◆ **The problem**
Go to the line in the entries below that holds "the document store" and repeat exactly from there through the line that holds "pub use types::search_query::SearchQuery;", inclusive.

Stored data entries
================================

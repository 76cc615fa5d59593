//! # Docstore Shared
//!
//! This crate defines the data structures passed between the document store
//! client, its backend providers and the applications built on top of them.
//! Documents, index specifications, query bodies and search results all live
//! here so that fakes and real backends agree on one vocabulary.

pub mod types;

pub use types::document::{Document, Fields};
pub use types::index_spec::IndexSpec;
pub use types::search_query::SearchQuery;
pub use types::search_result::{SearchHit, SearchResponse};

================================

◆ **Completed task**
//! This crate defines the data structures passed between the document store
//! client, its backend providers and the applications built on top of them.
//! Documents, index specifications, query bodies and search results all live
//! here so that fakes and real backends agree on one vocabulary.

pub mod types;

pub use types::document::{Document, Fields};
pub use types::index_spec::IndexSpec;
pub use types::search_query::SearchQuery;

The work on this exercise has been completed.